In den USA sind die eigentlichen Motive für die neuen Sanktionen gegen Russland zunächst einmal rein innenpolitischer Natur. Keiner weiß, was in Sachen Wahlkampfeinmischung Russlands noch alles zu Tage gefördert werden wird. Gerade hat Trumps Schwiegersohn Jared Kushner vier Begegnungen mit Vertretern Russlands während des Wahlkampfs eingeräumt und gleichzeitig versichert, die Gespräche hätten mit der Wahl überhaupt nichts zu tun gehabt.

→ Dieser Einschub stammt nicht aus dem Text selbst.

//! Value types for records and conditions.
//!
//! - [`Record`] is the caller-owned, JSON-shaped data item being filtered.
//! - [`FieldValue`] is a borrowed view of one field, used during evaluation.
//! - [`TypedValue`] is the owned, coerced value stored in a condition.
//! - [`Number`] unifies integer and floating-point comparisons.

use std::borrow::Cow;
use std::cmp::Ordering;

use serde_json::Value as Json;

use crate::coerce;

/// One structured data item: an ordered mapping from field name to value.
pub type Record = serde_json::Map<String, Json>;

/// Runtime value of a record field, borrowed from the record.
///
/// Returned by [`Queryable::field_value`](crate::Queryable::field_value).
/// A field that is absent is represented by `None` at the call site, not
/// by a variant here.
#[derive(Debug, Clone, PartialEq)]
pub enum FieldValue<'a> {
    /// String value (borrowed).
    String(&'a str),
    /// Numeric value.
    Number(Number),
    /// Boolean value.
    Bool(bool),
    /// Field is present but null.
    Null,
    /// Array or object. Never matches a scalar comparison.
    Nested,
}

impl<'a> FieldValue<'a> {
    /// Builds a view over a JSON value.
    pub fn from_json(value: &'a Json) -> Self {
        match value {
            Json::String(s) => FieldValue::String(s),
            Json::Number(n) => FieldValue::Number(Number::from(n)),
            Json::Bool(b) => FieldValue::Bool(*b),
            Json::Null => FieldValue::Null,
            Json::Array(_) | Json::Object(_) => FieldValue::Nested,
        }
    }

    /// Returns `true` if this is a `Null` value.
    pub fn is_null(&self) -> bool {
        matches!(self, FieldValue::Null)
    }

    /// Returns the numeric reading of this value.
    ///
    /// Numbers are returned as-is. Strings count as numeric when the whole
    /// text is an integer or decimal literal, so `"10"` and `10` compare the
    /// same way.
    pub fn as_number(&self) -> Option<Number> {
        match self {
            FieldValue::Number(n) => Some(*n),
            FieldValue::String(s) => coerce::numeric(s),
            _ => None,
        }
    }

    /// Returns the text used for string comparison.
    ///
    /// Null and nested values have no text form.
    pub fn to_text(&self) -> Option<Cow<'a, str>> {
        match self {
            FieldValue::String(s) => Some(Cow::Borrowed(s)),
            FieldValue::Number(n) => Some(Cow::Owned(n.to_string())),
            FieldValue::Bool(b) => Some(Cow::Borrowed(if *b { "true" } else { "false" })),
            FieldValue::Null | FieldValue::Nested => None,
        }
    }
}

/// Numeric value supporting signed, unsigned and floating-point numbers.
///
/// Integers compare exactly across `I64` and `U64`. Comparisons involving
/// `F64` are made in `f64`.
#[derive(Debug, Clone, Copy, PartialEq)]
pub enum Number {
    /// Signed 64-bit integer.
    I64(i64),
    /// Unsigned 64-bit integer.
    U64(u64),
    /// 64-bit floating point.
    F64(f64),
}

impl Number {
    /// Converts the number to f64 for comparison.
    pub fn to_f64(self) -> f64 {
        match self {
            Number::I64(n) => n as f64,
            Number::U64(n) => n as f64,
            Number::F64(n) => n,
        }
    }

    /// Compares two numbers, handling mixed types.
    ///
    /// Returns `None` when either side is NaN.
    pub fn compare(self, other: Number) -> Option<Ordering> {
        match (self, other) {
            (Number::I64(a), Number::I64(b)) => Some(a.cmp(&b)),
            (Number::U64(a), Number::U64(b)) => Some(a.cmp(&b)),
            (Number::F64(a), Number::F64(b)) => a.partial_cmp(&b),
            (Number::I64(a), Number::U64(b)) => Some(i128::from(a).cmp(&i128::from(b))),
            (Number::U64(a), Number::I64(b)) => Some(i128::from(a).cmp(&i128::from(b))),
            _ => self.to_f64().partial_cmp(&other.to_f64()),
        }
    }
}

impl std::fmt::Display for Number {
    fn fmt(&self, f: &mut std::fmt::Formatter<'_>) -> std::fmt::Result {
        match self {
            Number::I64(n) => write!(f, "{n}"),
            Number::U64(n) => write!(f, "{n}"),
            Number::F64(n) => write!(f, "{n}"),
        }
    }
}

impl From<&serde_json::Number> for Number {
    fn from(n: &serde_json::Number) -> Self {
        if let Some(i) = n.as_i64() {
            Number::I64(i)
        } else if let Some(u) = n.as_u64() {
            Number::U64(u)
        } else {
            // Without arbitrary_precision every JSON number fits one of the three.
            Number::F64(n.as_f64().unwrap_or(f64::NAN))
        }
    }
}

/// The coerced value of a parsed condition.
///
/// Produced once by the coercer and never re-coerced.
#[derive(Debug, Clone, PartialEq)]
pub enum TypedValue {
    /// Text, including anything that was quoted in the clause.
    String(String),
    /// Unquoted integer literal.
    Integer(i64),
    /// Unquoted decimal literal.
    Float(f64),
    /// Unquoted `true` / `false`, any case.
    Boolean(bool),
    /// Null. Only reachable through programmatic construction.
    Null,
}

impl TypedValue {
    /// Returns the borrowed view used by the evaluator.
    pub fn as_field_value(&self) -> FieldValue<'_> {
        match self {
            TypedValue::String(s) => FieldValue::String(s),
            TypedValue::Integer(n) => FieldValue::Number(Number::I64(*n)),
            TypedValue::Float(n) => FieldValue::Number(Number::F64(*n)),
            TypedValue::Boolean(b) => FieldValue::Bool(*b),
            TypedValue::Null => FieldValue::Null,
        }
    }
}

impl std::fmt::Display for TypedValue {
    fn fmt(&self, f: &mut std::fmt::Formatter<'_>) -> std::fmt::Result {
        match self {
            TypedValue::String(s) if s.contains('"') => write!(f, "'{s}'"),
            TypedValue::String(s) => write!(f, "\"{s}\""),
            TypedValue::Integer(n) => write!(f, "{n}"),
            // Plain digits with a fraction, so the text reads back as a Float.
            TypedValue::Float(n) if n.is_finite() && n.fract() == 0.0 => write!(f, "{n}.0"),
            TypedValue::Float(n) => write!(f, "{n}"),
            TypedValue::Boolean(b) => write!(f, "{b}"),
            TypedValue::Null => f.write_str("null"),
        }
    }
}

impl From<String> for TypedValue {
    fn from(s: String) -> Self {
        TypedValue::String(s)
    }
}

impl From<&str> for TypedValue {
    fn from(s: &str) -> Self {
        TypedValue::String(s.to_string())
    }
}

impl From<i32> for TypedValue {
    fn from(n: i32) -> Self {
        TypedValue::Integer(n as i64)
    }
}

impl From<i64> for TypedValue {
    fn from(n: i64) -> Self {
        TypedValue::Integer(n)
    }
}

impl From<f64> for TypedValue {
    fn from(n: f64) -> Self {
        TypedValue::Float(n)
    }
}

impl From<bool> for TypedValue {
    fn from(b: bool) -> Self {
        TypedValue::Boolean(b)
    }
}
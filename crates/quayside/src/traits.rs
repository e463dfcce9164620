//! Field access for queryable items.
//!
//! The [`Queryable`] trait is the seam between the query engine and the data
//! it filters. It is implemented for [`Record`] and for JSON values, and can be
//! implemented by hand for any struct.

use serde_json::Value as Json;

use crate::value::{FieldValue, Record};

/// Trait for items that can be filtered by a [`Query`](crate::Query).
///
/// # Manual Implementation
///
/// ```
/// use quayside::{FieldValue, Number, Query, Queryable};
///
/// struct Vessel {
///     name: String,
///     length: u32,
/// }
///
/// impl Queryable for Vessel {
///     fn field_value(&self, field: &str) -> Option<FieldValue<'_>> {
///         match field {
///             "name" => Some(FieldValue::String(&self.name)),
///             "length" => Some(FieldValue::Number(Number::U64(self.length as u64))),
///             _ => None,
///         }
///     }
/// }
///
/// let fleet = vec![
///     Vessel { name: "Aurora".into(), length: 120 },
///     Vessel { name: "Brine".into(), length: 80 },
/// ];
/// let query: Query = "WHERE length > 100".parse().unwrap();
/// let hits = query.filter(&fleet);
/// assert_eq!(hits.len(), 1);
/// assert_eq!(hits[0].name, "Aurora");
/// ```
pub trait Queryable {
    /// Returns the value of a field, or `None` if the item has no such field.
    ///
    /// A field that exists but holds null is `Some(FieldValue::Null)`.
    fn field_value(&self, field: &str) -> Option<FieldValue<'_>>;
}

impl Queryable for Record {
    fn field_value(&self, field: &str) -> Option<FieldValue<'_>> {
        self.get(field).map(FieldValue::from_json)
    }
}

/// Only JSON objects have fields; any other JSON value matches nothing.
impl Queryable for Json {
    fn field_value(&self, field: &str) -> Option<FieldValue<'_>> {
        self.as_object().and_then(|map| map.field_value(field))
    }
}

impl<T: Queryable + ?Sized> Queryable for &T {
    fn field_value(&self, field: &str) -> Option<FieldValue<'_>> {
        (**self).field_value(field)
    }
}

#[cfg(test)]
mod tests {
    use super::*;
    use serde_json::json;

    #[test]
    fn record_field_access() {
        let value = json!({"name": "Aurora", "owner": null});
        let record = value.as_object().unwrap();
        assert_eq!(record.field_value("name"), Some(FieldValue::String("Aurora")));
        assert_eq!(record.field_value("owner"), Some(FieldValue::Null));
        assert_eq!(record.field_value("missing"), None);
    }

    #[test]
    fn json_non_objects_have_no_fields() {
        assert_eq!(json!([1, 2]).field_value("0"), None);
        assert_eq!(json!("text").field_value("len"), None);
        assert_eq!(
            json!({"a": true}).field_value("a"),
            Some(FieldValue::Bool(true))
        );
    }
}
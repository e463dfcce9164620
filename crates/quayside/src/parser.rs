//! Parsing of single conditions.
//!
//! A condition reads `<field> <operator> <value>`. Each part is consumed in
//! turn by a small cursor over the condition text:
//!
//! 1. the field: one or more letters, digits or underscores;
//! 2. the operator: the longest of `!=`, `<=`, `>=`, `=`, `<`, `>`;
//! 3. the value: everything that remains, trimmed. If it is wrapped in a
//!    matching pair of quotes the quotes are dropped and the value is a string.
//!
//! The value always runs to the end of the condition, so periods, hyphens and
//! spaces inside it are kept.

use crate::coerce::coerce;
use crate::condition::Condition;
use crate::error::{ParseError, Result};
use crate::op::Operator;

/// Family a quote character belongs to.
///
/// Straight and typographic quotes of the same family can open and close
/// each other, so `‘Ocean’` and `'Ocean'` read the same.
#[derive(Debug, Clone, Copy, PartialEq, Eq)]
pub enum QuoteFamily {
    /// `'`, `‘`, `’`
    Single,
    /// `"`, `“`, `”`
    Double,
}

impl QuoteFamily {
    /// Returns the family of `c`, if it is a quote character.
    pub fn of(c: char) -> Option<QuoteFamily> {
        match c {
            '\'' | '\u{2018}' | '\u{2019}' => Some(QuoteFamily::Single),
            '"' | '\u{201C}' | '\u{201D}' => Some(QuoteFamily::Double),
            _ => None,
        }
    }
}

/// Parses one condition into a [`Condition`].
///
/// # Errors
///
/// Returns [`ParseError::MalformedCondition`] with the original text when the
/// field or operator is missing or when there is no value.
///
/// # Example
///
/// ```
/// use quayside::{parse_condition, Operator, TypedValue};
///
/// let cond = parse_condition("name = \"M.V. Ocean-Star\"").unwrap();
/// assert_eq!(cond.field, "name");
/// assert_eq!(cond.operator, Operator::Eq);
/// assert_eq!(cond.value, TypedValue::String("M.V. Ocean-Star".into()));
/// ```
pub fn parse_condition(text: &str) -> Result<Condition> {
    let malformed = || ParseError::MalformedCondition(text.to_string());

    let mut cursor = Cursor::new(text.trim());
    let field = cursor.field().ok_or_else(malformed)?;
    cursor.skip_whitespace();
    let operator = cursor.operator().ok_or_else(malformed)?;
    let (token, quoted) = split_quotes(cursor.rest().trim());
    if token.is_empty() && !quoted {
        return Err(malformed());
    }

    Ok(Condition {
        field: field.to_string(),
        operator,
        value: coerce(token, quoted),
    })
}

/// Removes a matching pair of surrounding quotes.
///
/// Returns the inner text and `true` when `raw` is quoted, or `raw` itself and
/// `false` otherwise. A quote of the same family inside the value means the
/// value is not a single quoted string, and it is returned verbatim.
pub fn split_quotes(raw: &str) -> (&str, bool) {
    let mut chars = raw.chars();
    let (Some(first), Some(last)) = (chars.next(), chars.next_back()) else {
        return (raw, false);
    };

    match (QuoteFamily::of(first), QuoteFamily::of(last)) {
        (Some(open), Some(close)) if open == close => {
            let inner = &raw[first.len_utf8()..raw.len() - last.len_utf8()];
            if inner.chars().any(|c| QuoteFamily::of(c) == Some(open)) {
                (raw, false)
            } else {
                (inner, true)
            }
        }
        _ => (raw, false),
    }
}

/// Forward-only cursor over condition text.
struct Cursor<'a> {
    input: &'a str,
    pos: usize,
}

impl<'a> Cursor<'a> {
    fn new(input: &'a str) -> Self {
        Cursor { input, pos: 0 }
    }

    fn rest(&self) -> &'a str {
        &self.input[self.pos..]
    }

    fn skip_whitespace(&mut self) {
        let rest = self.rest();
        self.pos += rest.len() - rest.trim_start().len();
    }

    fn field(&mut self) -> Option<&'a str> {
        let rest = self.rest();
        let len = rest
            .char_indices()
            .find(|(_, c)| !(c.is_alphanumeric() || *c == '_'))
            .map_or(rest.len(), |(i, _)| i);
        if len == 0 {
            return None;
        }
        self.pos += len;
        Some(&rest[..len])
    }

    fn operator(&mut self) -> Option<Operator> {
        let (op, len) = Operator::match_prefix(self.rest())?;
        self.pos += len;
        Some(op)
    }
}
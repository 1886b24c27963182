//! Display Language Detection
//!
//! Chooses the landing page language by scanning free-text content for
//! Arabic script. Pure and infallible: anything without Arabic code points
//! resolves to English.

use serde::{Deserialize, Serialize};

/// Supported display languages
#[derive(Debug, Clone, Copy, Serialize, Deserialize, PartialEq, Eq, Default)]
#[serde(rename_all = "lowercase")]
pub enum Language {
    #[default]
    En,
    Ar,
}

impl Language {
    pub fn as_str(&self) -> &'static str {
        match self {
            Language::En => "en",
            Language::Ar => "ar",
        }
    }

    /// Parse a client-supplied hint ("en"/"ar"); anything else is ignored
    pub fn from_hint(hint: &str) -> Option<Language> {
        match hint {
            "en" => Some(Language::En),
            "ar" => Some(Language::Ar),
            _ => None,
        }
    }
}

/// Arabic, Arabic Supplement and Arabic Presentation Forms ranges
const ARABIC_RANGES: [(u32, u32); 4] = [
    (0x0600, 0x06FF), // Arabic
    (0x0750, 0x077F), // Arabic Supplement
    (0xFB50, 0xFDFF), // Arabic Presentation Forms-A
    (0xFE70, 0xFEFF), // Arabic Presentation Forms-B
];

fn contains_arabic(text: &str) -> bool {
    text.chars().any(|c| {
        let cp = c as u32;
        ARABIC_RANGES
            .iter()
            .any(|(start, end)| cp >= *start && cp <= *end)
    })
}

/// Detect the display language from free-text strings.
///
/// Strings are scanned in the order given (callers pass business name
/// first, then category names, then item names/descriptions); the first
/// one containing Arabic script decides. No Arabic anywhere means English,
/// including for empty input.
pub fn detect_language<'a>(texts: impl IntoIterator<Item = &'a str>) -> Language {
    for text in texts {
        if contains_arabic(text) {
            return Language::Ar;
        }
    }
    Language::En
}

#[cfg(test)]
mod tests {
    use super::*;

    #[test]
    fn test_arabic_business_name() {
        assert_eq!(detect_language(["مطعم الاصالة"]), Language::Ar);
    }

    #[test]
    fn test_latin_business_name() {
        assert_eq!(detect_language(["Tasty Burger"]), Language::En);
    }

    #[test]
    fn test_empty_input() {
        assert_eq!(detect_language(Vec::<&str>::new()), Language::En);
        assert_eq!(detect_language([""]), Language::En);
    }

    #[test]
    fn test_first_match_wins() {
        // Arabic in a later string still flips the result
        assert_eq!(
            detect_language(["Pizza House", "مشاوي", "Salads"]),
            Language::Ar
        );
    }

    #[test]
    fn test_mixed_text() {
        assert_eq!(detect_language(["Burger برجر"]), Language::Ar);
    }

    #[test]
    fn test_presentation_forms() {
        // U+FEF5 (lam-alef ligature) lives in Presentation Forms-B
        assert_eq!(detect_language(["\u{FEF5}"]), Language::Ar);
    }

    #[test]
    fn test_hint_parsing() {
        assert_eq!(Language::from_hint("ar"), Some(Language::Ar));
        assert_eq!(Language::from_hint("en"), Some(Language::En));
        assert_eq!(Language::from_hint("fr"), None);
    }
}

Der Kongress treibt Trump gegen Russland - auf Kosten der EU

Das Ganze hat durchaus auch komische Züge. Republikaner und Demokraten jedenfalls wollen den Präsidenten in seltener Einmütigkeit am Kungeln mit Putin hindern. Das Gesetz, das der Kongress noch diese Woche verabschieden soll, zwingt Trump nicht nur zu neuen Sanktionen (die er gar nicht will - er möchte, im Gegenteil, die bestehenden abschaffen). Es verbietet ihm auch, einmal erhobene Sanktionen ohne Zustimmung des Kongresses wieder aufzuheben. Das ist eine weitreichende Verschärfung des amerikanischen Handelsrechts, die auch künftige Präsidenten binden wird. Inzwischen steht fest, dass Trump das Sanktionsgesetz akzeptieren und nicht durch sein Veto blockieren wird. Angesichts der schweren Vorwürfe gegen sein Team bleibt ihm auch gar nichts anderes übrig.

Fatal ist, dass es einigen Anhängern von Russland-Sanktionen in Washington nicht nur darum geht, Putin und Trump gemeinsam in die Schranken zu weisen, sondern auch, der amerikanischen Wirtschaft gegen ausländische Konkurrenz zu helfen. Der erste Entwurf des Gesetzes, den der Senat im Juni beschlossen hatte, richtete sich klar gegen den - auch in Europa umstrittenen - Bau der neuen Ostsee-Pipeline Nord Stream 2 von Russland nach Deutschland. Die Europäer sollten so gedrängt werden, weniger russisches Erdgas und dafür mehr amerikanisches Flüssiggas zu verbrennen. Es war ein unfreundlicher Akt besonders gegen Deutschland, das sich bei dem Thema auch mit dem Misstrauen seiner osteuropäischen Partner auseinandersetzen muss. Der neue Entwurf des US-Gesetzes, über den an diesem Dienstag das Repräsentantenhaus abstimmen soll, wurde angeblich an entscheidenden Punkten entschärft; wie sehr davon immer noch deutsche Wirtschaftsinteressen berührt sein werden, wird sich erst herausstellen. Misstrauen ist jedenfalls angebracht. Der neue amerikanische Protektionismus wirkt wie Gift in den Beziehungen zu Europa. Noch immer gibt es in Washington ja den Plan, gegen ausländische Stahlimporte, auch aus verbündeten Nationen, vorzugehen, weil diese angeblich die nationale Sicherheit der Vereinigten Staaten gefährdeten.

Die Europäer befinden sich der unangenehmen Lage, sich doppelt schützen müssen: gegen Putins Übergriffe und gegen einen Verbündeten, bei dem Innenpolitik Außenpolitik schlägt und wo es auch einige Politiker gibt, die beim Thema Sanktionen von unlauteren, protektionistischen Motiven getrieben werden.